The Only Banker Warren Buffett Likes

Is Goldman Sachs Group’s Byron Trott better than an investment banker?

Warren Buffett seems to think so. You see Buffett famously disdains investment bankers. He even boasts in his latest letter to investors of how his Berkshire Hathaway did its largest cash purchase in the company’s history—the $4.5 billion acquisition of a majority of Marmon Holdings from Chicago’s Pritzker family—while “employing no advisors” and that the price was arrived at “using only Marmon’s financial statements…no nit-picking.”

But that “no advisors” is open to interpretation, as Buffett singles out the participation in the deal of Trott, vice chairman of investment banking and the head of Goldman’s Chicago office and its Midwest banking group. While Trott technically was the Pritzker’s adviser, Buffett relies on him as well: “Byron Trott of Goldman Sachs–whose praises I sang in the 2003 report–facilitated the Marmon transaction. Byron is the rare investment banker who puts himself in his client’s shoes. Charlie and I trust him completely,” referring to Berkshire Vice Chairman Charlie Munger. In 2003, Buffett admitted that Trott “earns his fee.”
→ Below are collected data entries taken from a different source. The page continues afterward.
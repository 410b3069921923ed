//! Terminal rendering of check results and the final verdict

use colored::Colorize;
use std::io::{self, Write};

use super::{CheckResult, CheckStatus, Verdict};

/// Width of the status column; messages and hints align after it.
const TAG_WIDTH: usize = 7;

/// Writes report lines to any `Write` sink (stdout in the CLI, a buffer in tests).
pub struct Reporter<W: Write> {
    out: W,
    color: bool,
}

impl<W: Write> Reporter<W> {
    pub fn new(out: W, color: bool) -> Self {
        Self { out, color }
    }

    /// Plain (uncoloured) reporter
    pub fn plain(out: W) -> Self {
        Self::new(out, false)
    }

    pub fn header(&mut self, title: &str) -> io::Result<()> {
        writeln!(self.out)?;
        let line = format!("=== {title} ===");
        if self.color {
            writeln!(self.out, "{}", line.bold())?;
        } else {
            writeln!(self.out, "{line}")?;
        }
        writeln!(self.out)
    }

    /// One status line followed by its indented hints.
    pub fn result(&mut self, result: &CheckResult) -> io::Result<()> {
        let tag = format!("{:<width$}", result.status.tag(), width = TAG_WIDTH);
        let tag = if self.color {
            match result.status {
                CheckStatus::Ok => tag.green().bold().to_string(),
                CheckStatus::Warn => tag.yellow().bold().to_string(),
                CheckStatus::Fail => tag.red().bold().to_string(),
            }
        } else {
            tag
        };
        writeln!(self.out, "{tag}{}", result.message)?;

        for hint in &result.hints {
            writeln!(self.out, "{:width$}{hint}", "", width = TAG_WIDTH)?;
        }
        Ok(())
    }

    /// Blank line, then `OK  <Name> link: VERIFIED` or `FAIL  <Name> link: FAILED`.
    pub fn summary(&mut self, dependency: &str, verdict: Verdict) -> io::Result<()> {
        writeln!(self.out)?;
        let (marker, word) = match verdict {
            Verdict::Verified => ("OK", "VERIFIED"),
            Verdict::Failed => ("FAIL", "FAILED"),
        };
        let marker = match (self.color, verdict) {
            (false, _) => marker.to_string(),
            (true, Verdict::Verified) => marker.green().bold().to_string(),
            (true, Verdict::Failed) => marker.red().bold().to_string(),
        };
        writeln!(self.out, "{marker}  {dependency} link: {word}")?;
        self.out.flush()
    }

    /// Follow-up actions, indented under the summary line.
    pub fn next_steps(&mut self, steps: &[&str]) -> io::Result<()> {
        for step in steps {
            writeln!(self.out, "    Next step: {step}")?;
        }
        self.out.flush()
    }

    pub fn into_inner(self) -> W {
        self.out
    }
}
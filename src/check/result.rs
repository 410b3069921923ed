//! Outcome types for a single verification step

use std::fmt;

/// Severity of a check outcome
#[derive(Debug, Clone, Copy, PartialEq, Eq)]
pub enum CheckStatus {
    Ok,
    Warn,
    Fail,
}

impl CheckStatus {
    /// Bracketed tag printed at the start of a report line
    pub fn tag(&self) -> &'static str {
        match self {
            CheckStatus::Ok => "[OK]",
            CheckStatus::Warn => "[WARN]",
            CheckStatus::Fail => "[FAIL]",
        }
    }
}

impl fmt::Display for CheckStatus {
    fn fmt(&self, f: &mut fmt::Formatter<'_>) -> fmt::Result {
        f.write_str(self.tag())
    }
}

/// Result of running one check: a status, a message and remediation hints.
#[derive(Debug, Clone, PartialEq, Eq)]
pub struct CheckResult {
    pub status: CheckStatus,
    pub message: String,
    pub hints: Vec<String>,
}

impl CheckResult {
    pub fn ok(message: impl Into<String>) -> Self {
        Self {
            status: CheckStatus::Ok,
            message: message.into(),
            hints: Vec::new(),
        }
    }

    pub fn warn(message: impl Into<String>) -> Self {
        Self {
            status: CheckStatus::Warn,
            message: message.into(),
            hints: Vec::new(),
        }
    }

    pub fn fail(message: impl Into<String>) -> Self {
        Self {
            status: CheckStatus::Fail,
            message: message.into(),
            hints: Vec::new(),
        }
    }

    /// Append a remediation hint, printed indented under the message
    pub fn with_hint(mut self, hint: impl Into<String>) -> Self {
        self.hints.push(hint.into());
        self
    }

    pub fn is_ok(&self) -> bool {
        self.status == CheckStatus::Ok
    }

    pub fn is_fail(&self) -> bool {
        self.status == CheckStatus::Fail
    }
}
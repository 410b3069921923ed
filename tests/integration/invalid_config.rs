//! Malformed optional values abort after the environment check

use super::helpers::{run_linkverify, stdout_of};

#[test]
fn test_non_numeric_db_port_fails() {
    let output = run_linkverify(
        &["database"],
        &[
            ("DB_HOST", "127.0.0.1"),
            ("DB_PORT", "abc"),
            ("DB_DATABASE", "p2p"),
            ("DB_USERNAME", "p2p"),
            ("DB_PASSWORD", "secret"),
        ],
    );
    let stdout = stdout_of(&output);

    assert_eq!(output.status.code(), Some(1));
    assert!(stdout.contains("[OK]   All DB environment variables present."));
    assert!(stdout.contains("[FAIL] Invalid value for DB_PORT: 'abc'"));
    assert!(stdout.contains("FAIL  Database link: FAILED"));
}

#[test]
fn test_unknown_tls_flag_fails() {
    let output = run_linkverify(
        &["email"],
        &[
            ("SMTP_HOST", "smtp.example.com"),
            ("SMTP_USER", "mailer"),
            ("SMTP_PASSWORD", "secret"),
            ("SMTP_FROM_EMAIL", "noreply@example.com"),
            ("SMTP_USE_TLS", "maybe"),
        ],
    );
    assert_eq!(output.status.code(), Some(1));
    assert!(stdout_of(&output).contains("[FAIL] Invalid value for SMTP_USE_TLS: 'maybe'"));
}

#[test]
fn test_presigned_expiry_out_of_range_fails() {
    let output = run_linkverify(
        &["storage"],
        &[
            ("STORAGE_BUCKET", "p2p-attachments"),
            ("STORAGE_ACCESS_KEY", "AKIAEXAMPLE"),
            ("STORAGE_SECRET_KEY", "secret"),
            ("STORAGE_PRESIGNED_URL_EXPIRY", "0"),
        ],
    );
    assert_eq!(output.status.code(), Some(1));
    assert!(stdout_of(&output).contains("[FAIL] Invalid value for STORAGE_PRESIGNED_URL_EXPIRY: '0'"));
}

#[test]
fn test_secret_never_printed() {
    let output = run_linkverify(
        &["database", "-vv"],
        &[
            ("DB_HOST", "127.0.0.1"),
            ("DB_PORT", "0"),
            ("DB_DATABASE", "p2p"),
            ("DB_USERNAME", "p2p"),
            ("DB_PASSWORD", "hunter2-do-not-print"),
        ],
    );
    assert_eq!(output.status.code(), Some(1));
    assert!(!stdout_of(&output).contains("hunter2-do-not-print"));
    assert!(!String::from_utf8_lossy(&output.stderr).contains("hunter2-do-not-print"));
}

#[cfg(unix)]
#[test]
fn test_non_utf8_value_is_reported_as_invalid() {
    use std::ffi::OsStr;
    use std::os::unix::ffi::OsStrExt;
    use std::process::Command;

    let output = Command::new(env!("CARGO_BIN_EXE_linkverify"))
        .env_clear()
        .arg("storage")
        .env("STORAGE_BUCKET", "p2p-attachments")
        .env("STORAGE_ACCESS_KEY", "AKIAEXAMPLE")
        .env("STORAGE_SECRET_KEY", OsStr::from_bytes(b"se\xffcret"))
        .output()
        .expect("Failed to run linkverify");
    let stdout = stdout_of(&output);

    assert_eq!(output.status.code(), Some(1));
    assert!(stdout.contains("[FAIL] Invalid value for STORAGE_SECRET_KEY: not valid UTF-8"));
    assert!(!stdout.contains("Missing storage environment variables"));
}
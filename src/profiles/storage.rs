//! Object storage link verification through a presigned URL round trip.
//!
//! Upload is fatal: nothing else can run without the object. The presigned
//! fetch is not fatal, so cleanup still happens, but it decides the verdict.
//! Cleanup never affects the verdict.

use anyhow::Result;
use tracing::warn;
use uuid::Uuid;

use super::probe_failure;
use crate::check::{Check, CheckContext, CheckResult, DependencyKind, Profile};
use crate::config::{storage, EnvSource, StorageConfig};
use crate::error::ProbeError;
use crate::probes::{HttpFetcher, ObjectStore, ReqwestFetcher, S3ObjectStore};

pub const TEST_CONTENT: &[u8] =
    b"P2P Procurement System - storage link verification test file. Safe to delete.";

pub const TEST_CONTENT_TYPE: &str = "text/plain";

/// Test objects live under this prefix so stray ones are easy to find.
pub const TEST_KEY_PREFIX: &str = ".tmp/link-verify-";

const ENDPOINT_VARS: &str = "STORAGE_ENDPOINT_URL and STORAGE_REGION";
const CREDENTIAL_VARS: &str = "STORAGE_ACCESS_KEY and STORAGE_SECRET_KEY";

/// A fresh, collision-resistant key such as `.tmp/link-verify-1a2b3c4d.txt`.
pub fn test_object_key() -> String {
    let id = Uuid::new_v4().simple().to_string();
    format!("{TEST_KEY_PREFIX}{}.txt", &id[..8])
}

/// The clients a storage run needs.
pub struct StorageClients {
    pub store: Box<dyn ObjectStore>,
    pub fetcher: Box<dyn HttpFetcher>,
}

pub type StorageClientFactory = fn(&StorageConfig) -> Result<StorageClients>;

pub struct StorageProfile<F = StorageClientFactory> {
    open: F,
}

impl<F> StorageProfile<F>
where
    F: Fn(&StorageConfig) -> Result<StorageClients>,
{
    pub fn with_clients(open: F) -> Self {
        Self { open }
    }
}

impl StorageProfile {
    pub fn live() -> Self {
        Self { open: open_s3 }
    }
}

fn open_s3(config: &StorageConfig) -> Result<StorageClients> {
    Ok(StorageClients {
        store: Box::new(S3ObjectStore::new(config)?),
        fetcher: Box::new(ReqwestFetcher::new()?),
    })
}

pub struct StorageContext {
    pub config: StorageConfig,
    pub key: String,
    store: Box<dyn ObjectStore>,
    fetcher: Box<dyn HttpFetcher>,
    uploaded: bool,
    cleanup_attempted: bool,
}

impl CheckContext for StorageContext {
    /// Delete the object if the run ended before the cleanup check got to it.
    fn release(&mut self) {
        if self.uploaded && !self.cleanup_attempted {
            self.cleanup_attempted = true;
            if let Err(err) = self.store.delete_object(&self.key) {
                warn!(
                    object = %self.config.object_uri(&self.key),
                    error = %err,
                    "test object left behind; delete it manually"
                );
            }
        }
    }
}

impl Drop for StorageContext {
    fn drop(&mut self) {
        self.release();
    }
}

impl<F> Profile for StorageProfile<F>
where
    F: Fn(&StorageConfig) -> Result<StorageClients>,
{
    type Context = StorageContext;

    fn kind(&self) -> DependencyKind {
        DependencyKind::Storage
    }

    fn required_vars(&self) -> &'static [&'static str] {
        storage::REQUIRED_VARS
    }

    fn prepare(&self, env: &dyn EnvSource) -> Result<StorageContext> {
        let config = StorageConfig::from_env(env)?;
        let StorageClients { store, fetcher } = (self.open)(&config)?;
        Ok(StorageContext {
            config,
            key: test_object_key(),
            store,
            fetcher,
            uploaded: false,
            cleanup_attempted: false,
        })
    }

    fn checks(&self) -> Vec<Check<StorageContext>> {
        vec![
            Check::fatal("upload", check_upload),
            Check::gating("presigned read", check_presigned_read),
            Check::advisory("cleanup", check_cleanup),
        ]
    }
}

fn check_upload(ctx: &mut StorageContext) -> CheckResult {
    let uri = ctx.config.object_uri(&ctx.key);
    match ctx
        .store
        .put_object(&ctx.key, TEST_CONTENT, TEST_CONTENT_TYPE)
    {
        Ok(()) => {
            ctx.uploaded = true;
            CheckResult::ok(format!("Uploaded test object: {uri}"))
        }
        Err(ProbeError::Rejected(detail)) => {
            CheckResult::fail(format!("Upload failed: {detail}")).with_hint(format!(
                "Check that bucket '{}' exists and the access key may write to it.",
                ctx.config.bucket
            ))
        }
        Err(err) => {
            let result = probe_failure(
                "object storage",
                &storage_target(&ctx.config),
                ENDPOINT_VARS,
                CREDENTIAL_VARS,
                &err,
            );
            // The server may have stored the object before the reply was lost.
            if matches!(err, ProbeError::Timeout { .. } | ProbeError::Connectivity(_)) {
                result.with_hint(format!("If the upload reached the bucket, remove {uri} by hand."))
            } else {
                result
            }
        }
    }
}

fn check_presigned_read(ctx: &mut StorageContext) -> CheckResult {
    let url = match ctx
        .store
        .presign_get(&ctx.key, ctx.config.presigned_url_expiry)
    {
        Ok(url) => url,
        Err(err) => {
            return CheckResult::fail(format!("Presigned URL error: {err}"))
                .with_hint("Check STORAGE_PRESIGNED_URL_EXPIRY and the credentials.")
        }
    };

    match ctx.fetcher.get(&url) {
        Ok(reply) if reply.status == 200 && reply.body == TEST_CONTENT => CheckResult::ok(
            format!("Presigned URL fetch: HTTP {}, content verified.", reply.status),
        ),
        Ok(reply) if reply.status == 200 => CheckResult::warn(format!(
            "Presigned URL fetch: HTTP 200, but the body ({} bytes) differs from the uploaded content.",
            reply.body.len()
        ))
        .with_hint("A proxy or CDN in front of the bucket may be rewriting responses."),
        Ok(reply) => CheckResult::fail(format!("Presigned URL returned HTTP {}", reply.status))
            .with_hint(
                "Check STORAGE_REGION and STORAGE_ENDPOINT_URL; a skewed system clock also invalidates signatures.",
            ),
        Err(err) => CheckResult::fail(format!("Presigned URL fetch failed: {err}")).with_hint(
            "The presigned host must be reachable from here without credentials; check STORAGE_ENDPOINT_URL.",
        ),
    }
}

fn check_cleanup(ctx: &mut StorageContext) -> CheckResult {
    ctx.cleanup_attempted = true;
    match ctx.store.delete_object(&ctx.key) {
        Ok(()) => CheckResult::ok(format!("Test object deleted: {}", ctx.key)),
        Err(err) => CheckResult::warn(format!("Delete failed (manual cleanup needed): {err}"))
            .with_hint(format!(
                "Remove {} by hand.",
                ctx.config.object_uri(&ctx.key)
            )),
    }
}

fn storage_target(config: &StorageConfig) -> String {
    match &config.endpoint_url {
        Some(endpoint) => format!("{endpoint} (bucket {})", config.bucket),
        None => format!("s3://{} in {}", config.bucket, config.region),
    }
}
In the 2008 letter, Buffett also engaged in a little M&A mea culpa, admitting that his purchase of the Dexter shoe business in 1993–not a Trott deal–for $433 million was based on the evaporation in a few years of a competitive advantage he thought would be more durable. Compounding the error was using 25,203 of Berkshire A shares as currency. “That move made the cost to Berkshire shareholders not $400 million, but rather $3.5 billion. In essence, I gave away 1.6% of a wonderful business–one now valued at $220 billion–to buy a worthless business,” he writes. It was, he says, his worst deal yet, though he bets he will make more mistakes. His folksy explanation for it all: A line from a Bobby Bare country song: “I’ve never gone to bed with an ugly woman, but I’ve sure woke up with a few.”

Trott, a Midwesterner like Buffett, is one of Goldman’s longest-serving veterans, with more than 25 years at the firm, 14 of them at the partner level. He is one of the few pre-IPO partners still at Goldman. Buffett, 77 years old, is considering four Berkshire Hathaway candidates as successors. Will they need Trott’s deal-making acumen as well?